▶ _Exercise description_
Copy each line below that has "view".

(Collected data)

- Opening Delimiter -

//! Network layer used by the engine to fetch scenes and tiles.
//!
//! The pipeline thread never reads from the network itself. Fetches run on the [`UrlClient`]'s
//! own runtime and their results are handed back to the engine, which drains them while pumping.

mod client;
mod fetch;
mod response;

pub use client::{UrlClient, UrlClientOptions};
pub use fetch::fetch;
pub use response::Response;
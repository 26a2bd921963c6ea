use std::time::{Duration, Instant};

use log::{debug, warn};

use crate::render::backend::MapEngine;

/// How a pump loop ended.
#[derive(Debug, Clone, Copy, PartialEq, Eq)]
pub struct PumpOutcome {
    /// The engine reported that all tiles and scene resources are in.
    pub finished: bool,
    pub iterations: u32,
    pub elapsed: Duration,
}

/// Calls `engine.update(slice)` until it reports completion or `deadline` has passed.
///
/// The engine is always updated at least once. Hitting the deadline is not an error: the caller
/// renders whatever is loaded so far.
pub fn pump_until_idle<E>(engine: &mut E, slice: Duration, deadline: Duration) -> PumpOutcome
where
    E: MapEngine + ?Sized,
{
    let start = Instant::now();
    let mut iterations = 0u32;

    loop {
        iterations = iterations.saturating_add(1);
        if engine.update(slice) {
            let elapsed = start.elapsed();
            debug!("{} idle after {iterations} update(s) in {elapsed:?}", engine.name());
            return PumpOutcome { finished: true, iterations, elapsed };
        }

        let elapsed = start.elapsed();
        if elapsed >= deadline {
            warn!(
                "{} still loading after {iterations} update(s) in {elapsed:?}, rendering partial view",
                engine.name()
            );
            return PumpOutcome { finished: false, iterations, elapsed };
        }
    }
}
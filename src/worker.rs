//! The worker shell: reads requests from the upstream connection, runs them through the
//! pipeline and writes the replies to the loopback connection.

pub mod endpoint;
pub mod transport;

use bytes::Bytes;
use futures::{Sink, SinkExt, Stream, StreamExt};
use http::Version;
use log::{info, warn};

use crate::engine::PipelineHandle;
use crate::errors::WorkerError;
use crate::message::{parse_raw_request, WorkerReply};

pub use endpoint::Endpoint;

pub struct Worker {
    upstream: Endpoint,
    loopback: Endpoint,
    pipeline: PipelineHandle,
}

impl Worker {
    pub fn new(upstream: Endpoint, loopback: Endpoint, pipeline: PipelineHandle) -> Self {
        Self { upstream, loopback, pipeline }
    }

    /// Connects both endpoints and serves until upstream closes or the process is interrupted.
    ///
    /// Ctrl-C returns immediately; a request in flight is abandoned.
    pub async fn run(self) -> Result<(), WorkerError> {
        let mut upstream = transport::connect(&self.upstream).await?;
        let mut loopback = transport::connect(&self.loopback).await?;
        info!("worker serving {} -> {}", self.upstream, self.loopback);

        tokio::select! {
            res = serve(&self.pipeline, &mut upstream, &mut loopback) => res,
            _ = tokio::signal::ctrl_c() => {
                info!("interrupted, shutting down");
                Ok(())
            }
        }
    }
}

/// Answers every frame from `upstream` with a heart-beat frame and a response frame on
/// `loopback`. Returns when `upstream` ends.
pub async fn serve<U, L>(pipeline: &PipelineHandle, upstream: &mut U, loopback: &mut L) -> Result<(), WorkerError>
where
    U: Stream<Item = Result<bytes::BytesMut, std::io::Error>> + Unpin,
    L: Sink<Bytes, Error = std::io::Error> + Unpin,
{
    while let Some(frame) = upstream.next().await {
        let frame = frame?;
        let reply = dispatch(pipeline, &frame).await?;
        for frame in frames_within(reply, transport::MAX_FRAME_LEN) {
            loopback.feed(frame).await?;
        }
        loopback.flush().await?;
    }

    info!("upstream closed");
    Ok(())
}

/// Runs one raw request through the pipeline. Frames that are not HTTP get a `400`.
pub async fn dispatch(pipeline: &PipelineHandle, raw: &[u8]) -> Result<WorkerReply, WorkerError> {
    match parse_raw_request(raw) {
        Ok(request) => pipeline.render(request).await,
        Err(e) => {
            warn!("dropping malformed frame of {} bytes: {e}", raw.len());
            Ok(WorkerReply::bad_request(Version::HTTP_11, e.to_string()))
        }
    }
}

/// Serializes `reply`, swapping a response too large for one frame for a `400` that keeps the
/// heart-beat.
fn frames_within(reply: WorkerReply, max_len: usize) -> [Bytes; 2] {
    let version = reply.response.version();
    let heart_beat = reply.heart_beat.clone();
    let frames = reply.into_frames();
    if frames[1].len() <= max_len {
        return frames;
    }

    warn!("response of {} bytes exceeds the {max_len} byte frame limit", frames[1].len());
    let mut fallback = WorkerReply::bad_request(
        version,
        format!("image too large to send: {} bytes, limit is {max_len}", frames[1].len()),
    );
    fallback.heart_beat = heart_beat;
    fallback.into_frames()
}
use std::fmt::Display;
use std::path::PathBuf;
use std::str::FromStr;

use crate::errors::WorkerError;

/// Address of one side of the worker transport.
#[derive(Debug, Clone, PartialEq, Eq)]
pub enum Endpoint {
    /// `tcp://host:port`
    Tcp { host: String, port: u16 },
    /// `ipc:///path/to/socket`
    Ipc(PathBuf),
}

impl Endpoint {
    pub fn parse(s: &str) -> Result<Self, WorkerError> {
        let invalid = || WorkerError::InvalidEndpoint(s.to_string());

        if let Some(addr) = s.strip_prefix("tcp://") {
            let (host, port) = addr.rsplit_once(':').ok_or_else(invalid)?;
            // [::1]:5555
            let host = host.trim_start_matches('[').trim_end_matches(']');
            if host.is_empty() {
                return Err(invalid());
            }
            let port = port.parse::<u16>().map_err(|_| invalid())?;
            return Ok(Endpoint::Tcp { host: host.to_string(), port });
        }

        if let Some(path) = s.strip_prefix("ipc://") {
            if path.is_empty() {
                return Err(invalid());
            }
            return Ok(Endpoint::Ipc(PathBuf::from(path)));
        }

        Err(invalid())
    }
}

impl FromStr for Endpoint {
    type Err = WorkerError;

    fn from_str(s: &str) -> Result<Self, Self::Err> {
        Endpoint::parse(s)
    }
}

impl Display for Endpoint {
    fn fmt(&self, f: &mut std::fmt::Formatter<'_>) -> std::fmt::Result {
        match self {
            Endpoint::Tcp { host, port } if host.contains(':') => write!(f, "tcp://[{host}]:{port}"),
            Endpoint::Tcp { host, port } => write!(f, "tcp://{host}:{port}"),
            Endpoint::Ipc(path) => write!(f, "ipc://{}", path.display()),
        }
    }
}
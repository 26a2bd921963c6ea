//! Headless map-tile renderer.
//!
//! A worker reads raw HTTP requests from a transport endpoint, turns each one into a map view
//! (an explicit center/zoom/size or a slippy-map tile), renders it with a [`MapEngine`] into an
//! offscreen [`GlContext`] and answers with a PNG.
//!
//! [`MapEngine`]: render::backend::MapEngine
//! [`GlContext`]: render::backend::GlContext

pub mod config;
pub mod engine;
pub mod errors;
pub mod message;
pub mod net;
pub mod render;
pub mod request;
pub mod tile;
pub mod worker;

#[cfg(test)]
mod testing;

pub use errors::{RenderError, WorkerError};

- Closing Delimiter -

▶ _Exercise answer_
                "{} still loading after {iterations} update(s) in {elapsed:?}, rendering partial view",
//! A worker reads raw HTTP requests from a transport endpoint, turns each one into a map view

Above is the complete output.